DATA PROVIDED section start
use serde::Serialize;
use std::collections::BTreeMap;
use thiserror::Error;

/// 字段名 -> 错误消息列表（按字段名排序，保证响应体稳定）
pub type FieldErrors = BTreeMap<String, Vec<String>>;

/// 验证错误
#[derive(Debug, Error, Clone, PartialEq)]
pub enum ValidationError {
    #[error("Validation failed: {0}")]
    ValidationFailed(String),

    #[error("Field validation failed: {}", join_fields(.0))]
    FieldErrors(FieldErrors),
}

fn join_fields(errors: &FieldErrors) -> String {
    errors.keys().cloned().collect::<Vec<_>>().join(", ")
}

impl ValidationError {
    pub fn new(message: impl Into<String>) -> Self {
        Self::ValidationFailed(message.into())
    }

    pub fn field_error(field: impl Into<String>, message: impl Into<String>) -> Self {
        let mut errors = FieldErrors::new();
        errors.insert(field.into(), vec![message.into()]);
        Self::FieldErrors(errors)
    }

    /// 追加字段错误；若当前是整体错误，则保留其消息并转换为字段错误形式
    pub fn add_field_error(&mut self, field: impl Into<String>, message: impl Into<String>) {
        if let Self::ValidationFailed(general) = self {
            let general = std::mem::take(general);
            *self = Self::FieldErrors(FieldErrors::from([(String::new(), vec![general])]));
        }
        if let Self::FieldErrors(errors) = self {
            errors.entry(field.into()).or_default().push(message.into());
        }
    }

    pub fn merge(&mut self, other: ValidationError) {
        match other {
            Self::FieldErrors(errors) => {
                for (field, messages) in errors {
                    for message in messages {
                        self.add_field_error(field.clone(), message);
                    }
                }
            }
            Self::ValidationFailed(message) => self.add_field_error(String::new(), message),
        }
    }

    /// 转换为可序列化的错误详情
    ///
    /// 整体错误（无字段）以空字符串作为字段名
    pub fn details(&self) -> ValidationDetails {
        let errors = match self {
            Self::FieldErrors(errors) => errors.clone(),
            Self::ValidationFailed(message) => {
                FieldErrors::from([(String::new(), vec![message.clone()])])
            }
        };
        ValidationDetails { errors }
    }
}

/// 400 响应体中的验证详情
#[derive(Debug, Clone, PartialEq, Serialize)]
pub struct ValidationDetails {
    pub errors: FieldErrors,
}

pub type ValidationResult<T> = Result<T, ValidationError>;

#[cfg(test)]
mod tests {
    use super::*;

    #[test]
    fn test_merge_collects_all_fields() {
        let mut error = ValidationError::field_error("name", "name must not be blank");
        error.merge(ValidationError::field_error("email", "email must be a valid email address"));
        error.merge(ValidationError::field_error("name", "name length must be at least 2, but was 0"));

        let ValidationError::FieldErrors(errors) = &error else {
            panic!("expected field errors");
        };
        assert_eq!(errors.len(), 2);
        assert_eq!(errors["name"].len(), 2);
        assert_eq!(error.to_string(), "Field validation failed: email, name");
    }

    #[test]
    fn test_general_error_becomes_field_map() {
        let mut error = ValidationError::new("payload rejected");
        error.add_field_error("age", "age must be at least 18, but was 3");

        let details = error.details();
        assert_eq!(details.errors[""], vec!["payload rejected".to_string()]);
        assert_eq!(details.errors["age"].len(), 1);
    }

    #[test]
    fn test_details_serialize() {
        let error = ValidationError::field_error("title", "title must not be empty");
        let json = serde_json::to_string(&error.details()).unwrap();
        assert_eq!(json, r#"{"errors":{"title":["title must not be empty"]}}"#);
    }
}
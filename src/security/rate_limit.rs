//! Per-caller sliding-window admission control.
//!
//! Each caller key (client IP) owns an ordered list of request timestamps.
//! One check prunes entries older than the window, rejects if the remainder
//! is at the limit, and records the new request otherwise — all inside a
//! single critical section so check-and-record stays atomic. State is
//! process-local and resets on restart.

use std::collections::HashMap;
use std::net::SocketAddr;
use std::sync::Mutex;
use std::time::{Duration, Instant};

use axum::{
    extract::{ConnectInfo, Request, State},
    middleware::Next,
    response::{IntoResponse, Response},
};

use crate::AppState;
use crate::server::ApiError;

/// Sliding-window request counter keyed by caller.
#[derive(Debug)]
pub struct SlidingWindowLimiter {
    windows: Mutex<HashMap<String, Vec<Instant>>>,
    limit: usize,
    window: Duration,
}

impl SlidingWindowLimiter {
    #[must_use]
    pub fn new(limit: usize, window: Duration) -> Self {
        Self {
            windows: Mutex::new(HashMap::new()),
            limit,
            window,
        }
    }

    /// Admit or reject one request for `key`.
    ///
    /// Rejected requests are not recorded; they do not extend the window.
    pub fn allow(&self, key: &str) -> bool {
        let mut windows = self.windows.lock().unwrap();
        let now = Instant::now();

        let requests = windows.entry(key.to_string()).or_default();
        requests.retain(|at| now.duration_since(*at) < self.window);

        if requests.len() >= self.limit {
            return false;
        }
        requests.push(now);
        true
    }
}

/// Caller key for admission control: the client IP.
///
/// Prefers the first `X-Forwarded-For` entry, then the peer address; a fixed
/// fallback key keeps the limiter total rather than open when neither is
/// available.
pub fn client_key(req: &Request) -> String {
    if let Some(forwarded) = req
        .headers()
        .get("x-forwarded-for")
        .and_then(|v| v.to_str().ok())
    {
        if let Some(first) = forwarded.split(',').next() {
            let first = first.trim();
            if !first.is_empty() {
                return first.to_string();
            }
        }
    }
    req.extensions()
        .get::<ConnectInfo<SocketAddr>>()
        .map_or_else(|| "unknown".to_string(), |info| info.0.ip().to_string())
}

/// Middleware enforcing the general limiter on every route.
pub async fn admit(State(state): State<AppState>, req: Request, next: Next) -> Response {
    let key = client_key(&req);
    if !state.general_limiter.allow(&key) {
        tracing::warn!(name: "admission.rejected", caller = %key, "request rate limited");
        return ApiError::too_many_requests("Too many requests. Please try again later.")
            .into_response();
    }
    next.run(req).await
}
DATA PROVIDED section end
## HOW TO COMPLETE THIS TASK
This calls for an exact transcription of every entry above.

## ANSWER SPACE
use serde::Serialize;
use std::collections::BTreeMap;
use thiserror::Error;

/// 字段名 -> 错误消息列表（按字段名排序，保证响应体稳定）
pub type FieldErrors = BTreeMap<String, Vec<String>>;

/// 验证错误
#[derive(Debug, Error, Clone, PartialEq)]
pub enum ValidationError {
    #[error("Validation failed: {0}")]
    ValidationFailed(String),

    #[error("Field validation failed: {}", join_fields(.0))]
    FieldErrors(FieldErrors),
}

fn join_fields(errors: &FieldErrors) -> String {
    errors.keys().cloned().collect::<Vec<_>>().join(", ")
}

impl ValidationError {
    pub fn new(message: impl Into<String>) -> Self {
        Self::ValidationFailed(message.into())
    }

    pub fn field_error(field: impl Into<String>, message: impl Into<String>) -> Self {
        let mut errors = FieldErrors::new();
        errors.insert(field.into(), vec![message.into()]);
        Self::FieldErrors(errors)
    }

    /// 追加字段错误；若当前是整体错误，则保留其消息并转换为字段错误形式
    pub fn add_field_error(&mut self, field: impl Into<String>, message: impl Into<String>) {
        if let Self::ValidationFailed(general) = self {
            let general = std::mem::take(general);
            *self = Self::FieldErrors(FieldErrors::from([(String::new(), vec![general])]));
        }
        if let Self::FieldErrors(errors) = self {
            errors.entry(field.into()).or_default().push(message.into());
        }
    }

    pub fn merge(&mut self, other: ValidationError) {
        match other {
            Self::FieldErrors(errors) => {
                for (field, messages) in errors {
                    for message in messages {
                        self.add_field_error(field.clone(), message);
                    }
                }
            }
            Self::ValidationFailed(message) => self.add_field_error(String::new(), message),
        }
    }

    /// 转换为可序列化的错误详情
    ///
    /// 整体错误（无字段）以空字符串作为字段名
    pub fn details(&self) -> ValidationDetails {
        let errors = match self {
            Self::FieldErrors(errors) => errors.clone(),
            Self::ValidationFailed(message) => {
                FieldErrors::from([(String::new(), vec![message.clone()])])
            }
        };
        ValidationDetails { errors }
    }
}

/// 400 响应体中的验证详情
#[derive(Debug, Clone, PartialEq, Serialize)]
pub struct ValidationDetails {
    pub errors: FieldErrors,
}

pub type ValidationResult<T> = Result<T, ValidationError>;

#[cfg(test)]
mod tests {
    use super::*;

    #[test]
    fn test_merge_collects_all_fields() {
        let mut error = ValidationError::field_error("name", "name must not be blank");
        error.merge(ValidationError::field_error("email", "email must be a valid email address"));
        error.merge(ValidationError::field_error("name", "name length must be at least 2, but was 0"));

        let ValidationError::FieldErrors(errors) = &error else {
            panic!("expected field errors");
        };
        assert_eq!(errors.len(), 2);
        assert_eq!(errors["name"].len(), 2);
        assert_eq!(error.to_string(), "Field validation failed: email, name");
    }

    #[test]
    fn test_general_error_becomes_field_map() {
        let mut error = ValidationError::new("payload rejected");
        error.add_field_error("age", "age must be at least 18, but was 3");

        let details = error.details();
        assert_eq!(details.errors[""], vec!["payload rejected".to_string()]);
        assert_eq!(details.errors["age"].len(), 1);
    }

    #[test]
    fn test_details_serialize() {
        let error = ValidationError::field_error("title", "title must not be empty");
        let json = serde_json::to_string(&error.details()).unwrap();
        assert_eq!(json, r#"{"errors":{"title":["title must not be empty"]}}"#);
    }
}
filename src/security/rate_limit.rs
//! Per-caller sliding-window admission control.
//!
//! Each caller key (client IP) owns an ordered list of request timestamps.
//! One check prunes entries older than the window, rejects if the remainder
//! is at the limit, and records the new request otherwise — all inside a
//! single critical section so check-and-record stays atomic. State is
//! process-local and resets on restart.

use std::collections::HashMap;
use std::net::SocketAddr;
use std::sync::Mutex;
use std::time::{Duration, Instant};

use axum::{
    extract::{ConnectInfo, Request, State},
    middleware::Next,
    response::{IntoResponse, Response},
};

use crate::AppState;
use crate::server::ApiError;

/// Sliding-window request counter keyed by caller.
#[derive(Debug)]
pub struct SlidingWindowLimiter {
    windows: Mutex<HashMap<String, Vec<Instant>>>,
    limit: usize,
    window: Duration,
}

impl SlidingWindowLimiter {
    #[must_use]
    pub fn new(limit: usize, window: Duration) -> Self {
        Self {
            windows: Mutex::new(HashMap::new()),
            limit,
            window,
        }
    }

    /// Admit or reject one request for `key`.
    ///
    /// Rejected requests are not recorded; they do not extend the window.
    pub fn allow(&self, key: &str) -> bool {
        let mut windows = self.windows.lock().unwrap();
        let now = Instant::now();

        let requests = windows.entry(key.to_string()).or_default();
        requests.retain(|at| now.duration_since(*at) < self.window);

        if requests.len() >= self.limit {
            return false;
        }
        requests.push(now);
        true
    }
}

/// Caller key for admission control: the client IP.
///
/// Prefers the first `X-Forwarded-For` entry, then the peer address; a fixed
/// fallback key keeps the limiter total rather than open when neither is
/// available.
pub fn client_key(req: &Request) -> String {
    if let Some(forwarded) = req
        .headers()
        .get("x-forwarded-for")
        .and_then(|v| v.to_str().ok())
    {
        if let Some(first) = forwarded.split(',').next() {
            let first = first.trim();
            if !first.is_empty() {
                return first.to_string();
            }
        }
    }
    req.extensions()
        .get::<ConnectInfo<SocketAddr>>()
        .map_or_else(|| "unknown".to_string(), |info| info.0.ip().to_string())
}

/// Middleware enforcing the general limiter on every route.
pub async fn admit(State(state): State<AppState>, req: Request, next: Next) -> Response {
    let key = client_key(&req);
    if !state.general_limiter.allow(&key) {
        tracing::warn!(name: "admission.rejected", caller = %key, "request rate limited");
        return ApiError::too_many_requests("Too many requests. Please try again later.")
            .into_response();
    }
    next.run(req).await
}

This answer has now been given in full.